By LJ Douresseau
April 2, 2004 - 10:48
Mr. Charlie #24 proudly presents (drum roll it, babeeee) Lindsay Cibos, the Grand Prize Winner of the TOKYOPOP's second Rising Stars of Manga contest! Lindsay won the $2500 prize last year and an opportunity to pitch her concept to a group of editors at TOKYOPOP and turn it into an actual manga series. And as Valmont said, SUCCESS! TOKYOPOP announced earlier this year that they were indeed going to turn Lindsay's winning entry, "Peach Fuzz," into a full-fledged manga series, as Ms. Cibos signed a multi-volume book deal with them.
According to the introduction to her winning short as published in THE RISING STARS OF MANGA 2, Lindsay was born in Winter Park, Florida and currently lives in Altamonte, FL where she works as a freelance artist - at least until her time became full up producing PEACH FUZZ, the manga series.

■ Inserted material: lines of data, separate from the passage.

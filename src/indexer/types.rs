use alloy::primitives::{Address, B256, U256};
use serde::Deserialize;

/// Inclusive block range queried in a single `eth_getLogs` call.
#[derive(Debug, Clone, Copy, PartialEq, Eq, Hash)]
pub struct BlockRange {
    pub from: u64,
    pub to: u64,
}

impl BlockRange {
    /// Number of blocks covered.
    pub fn span(&self) -> u64 {
        self.to - self.from + 1
    }
}

/// Which event vocabulary a deployment reads from the contract.
/// The two overlap on raw `Transfer` data, so only one is active at a time.
#[derive(Debug, Clone, Copy, PartialEq, Eq, Default, Deserialize)]
#[serde(rename_all = "snake_case")]
pub enum EventTaxonomy {
    #[default]
    MetaTransfer,
    Transfer,
}

impl EventTaxonomy {
    /// Event kinds fetched for this taxonomy, in fetch order.
    pub fn kinds(&self) -> &'static [EventKind] {
        match self {
            Self::MetaTransfer => &[
                EventKind::MetaTransferExecuted,
                EventKind::FeesCollected,
                EventKind::TokensBurned,
                EventKind::Deposit,
            ],
            Self::Transfer => &[
                EventKind::Transfer,
                EventKind::FeesCollected,
                EventKind::TokensBurned,
            ],
        }
    }

    pub fn as_str(&self) -> &'static str {
        match self {
            Self::MetaTransfer => "meta_transfer",
            Self::Transfer => "transfer",
        }
    }
}

/// A contract event query, one per fetched kind.
#[derive(Debug, Clone, Copy, PartialEq, Eq, Hash)]
pub enum EventKind {
    /// Every `Transfer`, split into mint / burn / transfer.
    Transfer,
    MetaTransferExecuted,
    FeesCollected,
    TokensBurned,
    /// `Transfer` filtered at query time to `from == address(0)`.
    Deposit,
}

impl EventKind {
    pub fn as_str(&self) -> &'static str {
        match self {
            Self::Transfer => "Transfer",
            Self::MetaTransferExecuted => "MetaTransferExecuted",
            Self::FeesCollected => "FeesCollected",
            Self::TokensBurned => "TokensBurned",
            Self::Deposit => "Transfer(mint)",
        }
    }
}

/// Parameters for one `eth_getLogs` query, minus the block range.
#[derive(Debug, Clone, Copy, PartialEq, Eq)]
pub struct LogQuery {
    pub contract: Address,
    pub signature: B256,
    /// Filter on the first indexed argument (`from` for all kinds we read).
    pub from_filter: Option<Address>,
}

/// Burn details attached to a `TokensBurned` event. Opaque to aggregation.
#[derive(Debug, Clone, PartialEq, Eq, Default)]
pub struct BurnMetadata {
    pub destination_bank_code: String,
    pub destination_name: String,
    pub destination_bank_account_number: String,
    pub sender_account_number: String,
    pub narration: String,
    pub sender_name: String,
    pub from_location: String,
    pub tx_amount: U256,
}

/// Decoded event arguments of a raw log.
#[derive(Debug, Clone, PartialEq, Eq)]
pub enum RawLogArgs {
    Transfer {
        from: Address,
        to: Address,
        value: U256,
    },
    MetaTransferExecuted {
        from: Address,
        to: Address,
        amount: U256,
        is_platform_transfer: bool,
        relayer: Address,
        nonce: U256,
    },
    FeesCollected {
        from: Address,
        to: Address,
        amount: U256,
        psb_fee: U256,
        importa_fee: U256,
        fg_fee: U256,
        transfer_type: u8,
    },
    TokensBurned {
        from: Address,
        amount: U256,
        burner: Address,
        metadata: BurnMetadata,
    },
}

impl RawLogArgs {
    pub fn name(&self) -> &'static str {
        match self {
            Self::Transfer { .. } => "Transfer",
            Self::MetaTransferExecuted { .. } => "MetaTransferExecuted",
            Self::FeesCollected { .. } => "FeesCollected",
            Self::TokensBurned { .. } => "TokensBurned",
        }
    }
}

/// One on-chain event occurrence as fetched, before wallet filtering.
#[derive(Debug, Clone, PartialEq, Eq)]
pub struct RawLog {
    pub block_number: u64,
    pub transaction_hash: B256,
    pub args: RawLogArgs,
}

/// Raw logs of one fetch cycle, bucketed by the query that produced them.
#[derive(Debug, Clone, Default, PartialEq, Eq)]
pub struct RawLogs {
    pub transfers: Vec<RawLog>,
    pub meta_transfers: Vec<RawLog>,
    pub fees_collected: Vec<RawLog>,
    pub tokens_burned: Vec<RawLog>,
    pub deposits: Vec<RawLog>,
}

impl RawLogs {
    pub fn bucket_mut(&mut self, kind: EventKind) -> &mut Vec<RawLog> {
        match kind {
            EventKind::Transfer => &mut self.transfers,
            EventKind::MetaTransferExecuted => &mut self.meta_transfers,
            EventKind::FeesCollected => &mut self.fees_collected,
            EventKind::TokensBurned => &mut self.tokens_burned,
            EventKind::Deposit => &mut self.deposits,
        }
    }

    pub fn iter_all(&self) -> impl Iterator<Item = &RawLog> {
        self.transfers
            .iter()
            .chain(&self.meta_transfers)
            .chain(&self.fees_collected)
            .chain(&self.tokens_burned)
            .chain(&self.deposits)
    }

    pub fn len(&self) -> usize {
        self.iter_all().count()
    }

    pub fn is_empty(&self) -> bool {
        self.len() == 0
    }
}

/// Fee routing recorded on `FeesCollected`.
#[derive(Debug, Clone, Copy, PartialEq, Eq, Hash)]
pub enum TransferType {
    /// Wallet to wallet inside the platform.
    Internal,
    /// Platform wallet to an external account.
    External,
}

impl TryFrom<u8> for TransferType {
    type Error = u8;

    fn try_from(value: u8) -> Result<Self, Self::Error> {
        match value {
            0 => Ok(Self::Internal),
            1 => Ok(Self::External),
            other => Err(other),
        }
    }
}

impl TransferType {
    pub fn label(&self) -> &'static str {
        match self {
            Self::Internal => "Importa Internal",
            Self::External => "Importa to External",
        }
    }
}

#[derive(Debug, Clone, PartialEq, Eq)]
pub struct TransferEvent {
    pub from: Address,
    pub to: Address,
    pub amount: U256,
    pub block_number: u64,
    pub transaction_hash: B256,
    pub timestamp: u64,
}

#[derive(Debug, Clone, PartialEq, Eq)]
pub struct MintEvent {
    pub to: Address,
    pub amount: U256,
    pub block_number: u64,
    pub transaction_hash: B256,
    pub timestamp: u64,
}

#[derive(Debug, Clone, PartialEq, Eq)]
pub struct BurnEvent {
    pub from: Address,
    pub amount: U256,
    pub block_number: u64,
    pub transaction_hash: B256,
    pub timestamp: u64,
}

#[derive(Debug, Clone, PartialEq, Eq)]
pub struct TokensBurnedEvent {
    pub from: Address,
    pub amount: U256,
    pub burner: Address,
    pub metadata: BurnMetadata,
    pub block_number: u64,
    pub transaction_hash: B256,
    pub timestamp: u64,
}

/// Relayed (gasless) transfer.
#[derive(Debug, Clone, PartialEq, Eq)]
pub struct MetaTransferEvent {
    pub from: Address,
    pub to: Address,
    pub amount: U256,
    pub is_platform_transfer: bool,
    pub relayer: Address,
    pub nonce: U256,
    pub block_number: u64,
    pub transaction_hash: B256,
    pub timestamp: u64,
}

#[derive(Debug, Clone, PartialEq, Eq)]
pub struct FeesCollectedEvent {
    pub from: Address,
    pub to: Address,
    pub amount: U256,
    pub psb_fee: U256,
    pub importa_fee: U256,
    pub fg_fee: U256,
    pub transfer_type: TransferType,
    pub block_number: u64,
    pub transaction_hash: B256,
    pub timestamp: u64,
}

#[derive(Debug, Clone, PartialEq, Eq)]
pub struct TokensDepositedEvent {
    pub to: Address,
    pub amount: U256,
    pub block_number: u64,
    pub transaction_hash: B256,
    pub timestamp: u64,
}

/// Typed events of one completed fetch cycle.
#[derive(Debug, Clone, Default, PartialEq, Eq)]
pub struct EventSnapshot {
    pub transfers: Vec<TransferEvent>,
    pub mints: Vec<MintEvent>,
    pub burns: Vec<BurnEvent>,
    pub meta_transfers: Vec<MetaTransferEvent>,
    pub fees_collected: Vec<FeesCollectedEvent>,
    pub tokens_burned: Vec<TokensBurnedEvent>,
    pub tokens_deposited: Vec<TokensDepositedEvent>,
}

impl EventSnapshot {
    pub fn total_events(&self) -> usize {
        self.transfers.len()
            + self.mints.len()
            + self.burns.len()
            + self.meta_transfers.len()
            + self.fees_collected.len()
            + self.tokens_burned.len()
            + self.tokens_deposited.len()
    }
}
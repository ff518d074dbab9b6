use std::path::Path;
use std::sync::Arc;

use tokio_util::sync::CancellationToken;
use tracing_subscriber::EnvFilter;

use tngn_analytics::config::Config;
use tngn_analytics::error::{PipelineError, PipelineResult};
use tngn_analytics::indexer::client::connect_http;
use tngn_analytics::pipeline::{ChainAccess, Dashboard};
use tngn_analytics::wallet::HttpWalletSource;

const DEFAULT_CONFIG_PATH: &str = "config.toml";

/// Client and cycle settings, or the configuration problem that prevents
/// building them. Reported by the refresh loop rather than at startup.
fn chain_access(config: &Config) -> PipelineResult<ChainAccess> {
    let rpc_url = config.rpc_url()?;
    let client = connect_http(rpc_url).map_err(|e| PipelineError::Config(e.to_string()))?;
    Ok(ChainAccess {
        client: Arc::new(client),
        settings: config.fetch_settings()?,
    })
}

#[tokio::main]
async fn main() -> eyre::Result<()> {
    color_eyre::install()?;

    // Initialize structured logging (set RUST_LOG=debug for per-chunk output)
    tracing_subscriber::fmt()
        .with_env_filter(
            EnvFilter::try_from_default_env().unwrap_or_else(|_| EnvFilter::new("info")),
        )
        .with_target(true)
        .init();

    tracing::info!("tNGN analytics starting");

    // Explicit path, then ./config.toml, then environment only
    let config = match std::env::args().nth(1) {
        Some(path) => {
            let config = Config::load(&path)?;
            tracing::info!("Configuration loaded from {}", path);
            config
        }
        None if Path::new(DEFAULT_CONFIG_PATH).exists() => {
            let config = Config::load(DEFAULT_CONFIG_PATH)?;
            tracing::info!("Configuration loaded from {}", DEFAULT_CONFIG_PATH);
            config
        }
        None => {
            tracing::info!("No config file, using defaults and environment");
            Config::from_env()?
        }
    };

    tracing::info!(
        wallet_sources = config.wallets.sources.len(),
        taxonomy = config.indexer.taxonomy.as_str(),
        window_days = config.indexer.window_days,
        stale_time_ms = config.cache.stale_time_ms,
        "Configuration ready"
    );

    let chain = chain_access(&config);
    if let Err(e) = &chain {
        tracing::warn!(error = %e, "Chain access not configured, refreshes will fail until fixed");
    }

    let sources = HttpWalletSource::from_urls(&config.wallets.sources)?;
    let dashboard = Arc::new(Dashboard::from_config(&config, chain, sources));

    // Spawn API server
    if config.api.enabled {
        let dashboard = dashboard.clone();
        let contract = config.contract.clone();
        let host = config.api.host.clone();
        let port = config.api.port;
        tokio::spawn(async move {
            if let Err(e) = tngn_analytics::api::serve(dashboard, contract, &host, port).await {
                tracing::error!(error = %e, "API server failed");
            }
        });
    }

    // Create shutdown signal
    let shutdown = CancellationToken::new();

    let refresh_loop = tokio::spawn({
        let dashboard = dashboard.clone();
        let shutdown = shutdown.clone();
        async move { dashboard.run(shutdown).await }
    });

    tracing::info!("Refresh loop started. Press Ctrl+C to stop.");

    // Wait for shutdown signal
    tokio::signal::ctrl_c().await?;
    tracing::info!("Shutdown signal received, stopping refresh loop...");
    shutdown.cancel();

    let _ = refresh_loop.await;

    tracing::info!("tNGN analytics stopped gracefully");
    Ok(())
}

Lindsay's partner Jared Hodges provided lovely screen toning for her story, the tale of a girl and her pet ferret. It's a lovely, fanciful story that portrays two very different points of view. Lindsay answered these questions back in November not long after I hatched the idea to Q&A the RSoM2 winners:
What was your first experience with comics? What kind of comics were they, and what were the titles?
LINDSAY: The first experiences I can remember consciously seeking out comics would be in the early 90's when I was around 10. I suppose I read the kind of stuff that would appeal to young girls, the stuff that was easily available at grocery stores and bookstores. Titles like ALADDIN, GARGOYLES, SONIC THE HEDGEHOG, and the like. Basically, if the comic were linked to an animated movie or video game that I liked, I'd probably take some interest in it. I can't say that I started off looking at manga. There just wasn't too much of it around at first. Or at least anything that got my attention.
At what point were you first exposed to manga and anime, and what were your initial reactions to it or your feelings?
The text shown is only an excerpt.